We begin P-ROK at a time when social commentators and political activists openly denigrate intellectual activity and disparage academic expertise as irrelevant, valueless, not worth the effort. In the chiding words of one New York Times pundit, we are highly educated and secular university town elites, and in this internet platform we reassert the value of critical insight and the role of public knowledge. We do this fully aware that a Princeton report on knowledge must engage the historical conditions in which we produce knowledge and in which it is evaluated. Our title alludes to the subtitle of Jean-Francois Lyotard's The Postmodern Condition, in which he claims that due to technological changes in production and the increased pace of transmission, knowledge has lost is use-value. Since the 1979 publication of Lyotard's "report on knowledge in the most advanced countries," the knowledge game has indeed been turned on its head. A critique of knowledge that intended to strengthen its rigor and generate new insights has instead been deployed to devalue and threaten the very existence of empirical and critical knowledge. We speak not only of rampant anti-intellectualism, but also of a substitution of representation for expertise, sophisticated spinning of facts, and a widespread conviction that inconvenient information should not be treated as such; i.e., as a pragmatic barrier to action.

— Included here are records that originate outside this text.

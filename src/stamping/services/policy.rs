//! Stamping policy: the four lifecycle handlers.
//!
//! Every handler degrades to a no-op when its preconditions are not met and
//! performs at most one column write. None of them can fail.

use crate::stamping::{
    domain::{ActorId, ColumnName, LifecycleEvent, Record, SkipReason, StampColumns, StampOutcome},
    ports::ActorProvider,
};
use std::sync::Arc;
use tracing::debug;

/// Applies user stamps to records in response to lifecycle events.
pub struct UserStampPolicy<A>
where
    A: ActorProvider,
{
    actors: Arc<A>,
}

impl<A> Clone for UserStampPolicy<A>
where
    A: ActorProvider,
{
    fn clone(&self) -> Self {
        Self {
            actors: Arc::clone(&self.actors),
        }
    }
}

impl<A> UserStampPolicy<A>
where
    A: ActorProvider,
{
    /// Creates a policy reading the acting user from `actors`.
    #[must_use]
    pub const fn new(actors: Arc<A>) -> Self {
        Self { actors }
    }

    /// Returns the actor provider the policy reads from.
    #[must_use]
    pub const fn actors(&self) -> &Arc<A> {
        &self.actors
    }

    /// Runs the handler for `event`.
    pub fn handle(
        &self,
        event: LifecycleEvent,
        record: &mut Record,
        columns: &StampColumns,
    ) -> StampOutcome {
        match event {
            LifecycleEvent::Creating => self.on_creating(record, columns),
            LifecycleEvent::Updating => self.on_updating(record, columns),
            LifecycleEvent::Deleting => self.on_soft_deleting(record, columns),
            LifecycleEvent::Restoring => self.on_restoring(record, columns),
        }
    }

    /// Stamps the "created by" column with the acting user.
    ///
    /// Leaves the column unset when nobody is authenticated.
    pub fn on_creating(&self, record: &mut Record, columns: &StampColumns) -> StampOutcome {
        let outcome = self.stamp_actor(record, columns.created_by());
        trace_outcome(LifecycleEvent::Creating, &outcome);
        outcome
    }

    /// Stamps the "updated by" column with the acting user.
    ///
    /// Leaves the column untouched when nobody is authenticated.
    pub fn on_updating(&self, record: &mut Record, columns: &StampColumns) -> StampOutcome {
        let outcome = self.stamp_actor(record, columns.updated_by());
        trace_outcome(LifecycleEvent::Updating, &outcome);
        outcome
    }

    /// Stamps the "deleted by" column with the acting user.
    ///
    /// Unlike [`Self::on_updating`], the write is not guarded on an actor
    /// being present: with nobody authenticated the column is set to null.
    pub fn on_soft_deleting(&self, record: &mut Record, columns: &StampColumns) -> StampOutcome {
        let outcome = match writable_column(record, columns.deleted_by()) {
            Err(reason) => StampOutcome::Skipped(reason),
            Ok(column) => {
                let actor = self.actors.current_actor_id();
                write(record, column, actor)
            }
        };
        trace_outcome(LifecycleEvent::Deleting, &outcome);
        outcome
    }

    /// Clears the "deleted by" column regardless of the acting user.
    pub fn on_restoring(&self, record: &mut Record, columns: &StampColumns) -> StampOutcome {
        let outcome = match writable_column(record, columns.deleted_by()) {
            Err(reason) => StampOutcome::Skipped(reason),
            Ok(column) => write(record, column, None),
        };
        trace_outcome(LifecycleEvent::Restoring, &outcome);
        outcome
    }

    fn stamp_actor(&self, record: &mut Record, column: Option<&ColumnName>) -> StampOutcome {
        let target = match writable_column(record, column) {
            Ok(target) => target,
            Err(reason) => return StampOutcome::Skipped(reason),
        };
        match self.actors.current_actor_id() {
            Some(actor) => write(record, target, Some(actor)),
            None => StampOutcome::Skipped(SkipReason::NoActor),
        }
    }
}

fn writable_column<'c>(
    record: &Record,
    column: Option<&'c ColumnName>,
) -> Result<&'c ColumnName, SkipReason> {
    if !record.is_user_stamping() {
        return Err(SkipReason::StampingDisabled);
    }
    column.ok_or(SkipReason::ColumnNotConfigured)
}

fn write(record: &mut Record, column: &ColumnName, actor: Option<ActorId>) -> StampOutcome {
    record.write_stamp(column, actor.as_ref());
    match actor {
        Some(stamped) => StampOutcome::Stamped {
            column: column.clone(),
            actor: stamped,
        },
        None => StampOutcome::Cleared {
            column: column.clone(),
        },
    }
}

fn trace_outcome(event: LifecycleEvent, outcome: &StampOutcome) {
    match outcome {
        StampOutcome::Stamped { column, actor } => {
            debug!(%event, %column, %actor, "user stamp written");
        }
        StampOutcome::Cleared { column } => {
            debug!(%event, %column, "user stamp cleared");
        }
        StampOutcome::Skipped(reason) => {
            debug!(%event, %reason, "user stamp skipped");
        }
    }
}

Much of what passes for epistemological thinking outside the academy these days accepts and inverts Enlightenment hierarchies between reason and belief, fact and argument, without advancing any new knowledge as was once the hope and prospect. We suggest that the ends of knowledge are not reducible to achieving or consolidating power, not reducible to credentialing future leaders, not reducible to politics or to talking points and position papers produced and packaged by proliferating think tanks. Rather, knowledge is something valuable in itself, a good that keeps its qualities as it is exchanged.

This platform is a product of the Princeton community - submissions are restricted to faculty and visitors, and our reports often grow out of interactions on the Princeton campus - but is hardly for Princeton alone. Thus, P-ROK is very consciously internet-based, free for readers anywhere in the world to download and use. And it takes up global issues and events that go far beyond Princeton, the university, or the United States. Our logo, based on an initial design by the talented undergraduate Jesse Palermo, captures the spirit of this enterprise - to encourage the production and transmission of knowledge openly, without restriction, with no assertion of "propriety rights" or goal of monetary remuneration, yet also to ensure that our knowledge retains the imprint of its historical location and contingency.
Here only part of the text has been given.